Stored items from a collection
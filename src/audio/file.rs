use std::path::{Path, PathBuf};
use std::sync::atomic::{AtomicBool, Ordering};
use std::sync::Arc;
use std::time::Duration;

use anyhow::{Context, Result};
use hound::WavReader;
use tokio::sync::mpsc;
use tracing::{debug, info};

use super::source::{AudioChunkSource, AudioFrame};

/// Frame granularity for file playout, in milliseconds
const FRAME_MS: u64 = 100;

/// Capture source backed by a WAV file.
///
/// Slices the file into fixed frames and plays them out on a timer when
/// `realtime` is set, so a recorded file exercises the same pacing a live
/// microphone would. With `realtime` off the frames are delivered as fast
/// as the session consumes them, which is what replay tooling wants.
pub struct FileChunkSource {
    path: PathBuf,
    realtime: bool,
    stopped: Arc<AtomicBool>,
}

impl FileChunkSource {
    pub fn new(path: impl AsRef<Path>, realtime: bool) -> Self {
        Self {
            path: path.as_ref().to_path_buf(),
            realtime,
            stopped: Arc::new(AtomicBool::new(false)),
        }
    }
}

#[async_trait::async_trait]
impl AudioChunkSource for FileChunkSource {
    async fn start(&mut self) -> Result<mpsc::Receiver<AudioFrame>> {
        info!("Opening audio file: {}", self.path.display());

        let reader = WavReader::open(&self.path)
            .context("Failed to open WAV file")?;
        let spec = reader.spec();
        let samples: Vec<i16> = reader
            .into_samples::<i16>()
            .collect::<Result<Vec<_>, _>>()
            .context("Failed to read audio samples")?;

        let duration_seconds = samples.len() as f64
            / (spec.sample_rate as f64 * spec.channels as f64);
        info!(
            "Audio file loaded: {:.1}s, {}Hz, {} channels, {} samples",
            duration_seconds,
            spec.sample_rate,
            spec.channels,
            samples.len()
        );

        let samples_per_frame =
            (spec.sample_rate as u64 * FRAME_MS / 1000) as usize * spec.channels as usize;
        let (tx, rx) = mpsc::channel(64);
        let stopped = self.stopped.clone();
        let realtime = self.realtime;

        tokio::spawn(async move {
            let mut pacer = tokio::time::interval(Duration::from_millis(FRAME_MS));
            let mut timestamp_ms = 0u64;

            for window in samples.chunks(samples_per_frame) {
                if stopped.load(Ordering::Relaxed) {
                    break;
                }
                if realtime {
                    pacer.tick().await;
                }

                let frame = AudioFrame {
                    samples: window.to_vec(),
                    sample_rate: spec.sample_rate,
                    channels: spec.channels,
                    timestamp_ms,
                };
                timestamp_ms += frame.duration_ms();

                if tx.send(frame).await.is_err() {
                    break;
                }
            }
            debug!(timestamp_ms, "file playout finished");
        });

        Ok(rx)
    }

    async fn stop(&mut self) -> Result<()> {
        self.stopped.store(true, Ordering::Relaxed);
        Ok(())
    }

    fn name(&self) -> &str {
        "file"
    }
}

● **What the task requires**
The string "Ordering" appears on how many lines of the records? State the number alone.

● **Response**
3